Your output should be each line from the material below that has the word "into".

─── MATERIAL PROVIDED

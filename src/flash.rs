//! Flash banks and the machinery that erases and programs them.
//!
//! `FlashBank` is what callers use.  It validates sector ranges, realigns writes to the
//! driver's granularity and delegates to a `FlashDriver`.  The Phoenix driver in `phoenix`
//! identifies the silicon through its model register and either drives the flash controller
//! from the host with an `Orchestrator`, or uploads a programming algorithm through an
//! `AlgorithmLoader` when the target can run code.
use alloc::string::String;
use alloc::vec::Vec;
use core::fmt;

use crate::config::BankConfig;
use crate::error::Result;
use crate::target::TargetMemory;

pub mod bank;
pub mod loader;
pub mod model;
pub mod orchestrator;
pub mod phoenix;
#[cfg(test)]
pub(crate) mod sim;

pub use bank::{FlashBank, Sector};
pub use loader::{AlgorithmJob, AlgorithmLoader};
pub use model::{FlashModel, Geometry};
pub use orchestrator::{Orchestrator, Registers};
pub use phoenix::{Family, PhoenixFlash};

/// What a flash failure was doing at the time
#[derive(Clone, Copy, Debug, PartialEq, Eq)]
pub enum Operation {
    Erase,
    Program,
    Protect,
}

impl fmt::Display for Operation {
    fn fmt(&self, f: &mut fmt::Formatter<'_>) -> fmt::Result {
        let s = match self {
            Operation::Erase => "erase",
            Operation::Program => "program",
            Operation::Protect => "protect",
        };
        f.write_str(s)
    }
}

/// Progress of one erase or program call
#[derive(Clone, Copy, Debug, PartialEq, Eq)]
pub enum Phase {
    Idle,
    Erasing,
    Protecting,
    Programming,
    VerifyingStatus,
    Done,
    Failed,
}

/// A concrete flash controller.  Offsets are relative to the bank base.
pub trait FlashDriver {
    fn name(&self) -> &'static str;

    /// Identify the device and return its sector table
    fn probe(&mut self, target: &mut dyn TargetMemory, bank: &BankConfig) -> Result<Vec<Sector>>;

    fn erase(&mut self, target: &mut dyn TargetMemory, offset: u32, size: u32) -> Result<()>;

    /// `offset` and `data.len()` are multiples of `granularity`
    fn write(&mut self, target: &mut dyn TargetMemory, data: &[u8], offset: u32) -> Result<()>;

    /// Smallest aligned unit `write` accepts
    fn granularity(&self) -> u32 {
        4
    }

    fn erased_value(&self) -> u8 {
        0xff
    }

    /// Whether `write` erases every granule it touches first, so bytes around the data
    /// must be handed back to it
    fn erases_on_write(&self) -> bool {
        false
    }

    /// Returns whether the sectors are now protected
    fn protect(&mut self, _target: &mut dyn TargetMemory, set: bool, _first: usize, _last: usize) -> Result<bool> {
        Ok(set)
    }

    fn info(&self) -> String;
}
//! The command queue.  Callers describe what should happen on the scan chain (state moves, scans,
//! idle clocks, delays, raw adapter commands); the session lowers each command into runs of TCK
//! cycles, batches them into frames no larger than the adapter's packet size and only talks to
//! the hardware when it has to: on `flush`, when the next command would not fit, or when a move
//! through an update state has to wait for earlier captures.
//!
//! Captured data is handed back through `CaptureId` tickets once the flush that produced it has
//! completed successfully.
use alloc::borrow::Cow;
use alloc::boxed::Box;
use alloc::collections::BTreeMap;
use alloc::vec;
use alloc::vec::Vec;
use core::ops::DerefMut;
use core::time::Duration;

use log::{debug, trace, warn};

use crate::cable::{self, Backend, DeviceIdentity};
use crate::codec::{self, get_bits, set_bits, Codec, Sequence, MAX_SEQUENCE_BITS};
use crate::config::{AdapterConfig, BackendKind, CodecKind};
use crate::error::{AdapterError, ConfigError, Error, ProtocolError, Result};
use crate::statemachine::{self, Register, TapState};

/// One shift register segment of a scan
#[derive(Clone, Debug)]
pub struct ScanField<'a> {
    pub bits: usize,
    /// Bits to shift in, LSB first.  All ones when absent.
    pub out: Option<Cow<'a, [u8]>>,
    pub capture: bool,
}

impl<'a> ScanField<'a> {
    pub fn write(bits: usize, data: &'a [u8]) -> Self {
        Self {
            bits,
            out: Some(Cow::Borrowed(data)),
            capture: false,
        }
    }

    pub fn read(bits: usize) -> Self {
        Self {
            bits,
            out: None,
            capture: true,
        }
    }

    pub fn read_write(bits: usize, data: &'a [u8]) -> Self {
        Self {
            bits,
            out: Some(Cow::Borrowed(data)),
            capture: true,
        }
    }

    /// Shift ones without looking at what comes out
    pub fn ones(bits: usize) -> Self {
        Self {
            bits,
            out: None,
            capture: false,
        }
    }

    fn bit(&self, offset: usize, n: usize) -> u64 {
        match &self.out {
            Some(data) => get_bits(data, offset, n),
            None => u64::MAX,
        }
    }
}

──────

**RESPONSE:**
//! idle clocks, delays, raw adapter commands); the session lowers each command into runs of TCK
//! cycles, batches them into frames no larger than the adapter's packet size and only talks to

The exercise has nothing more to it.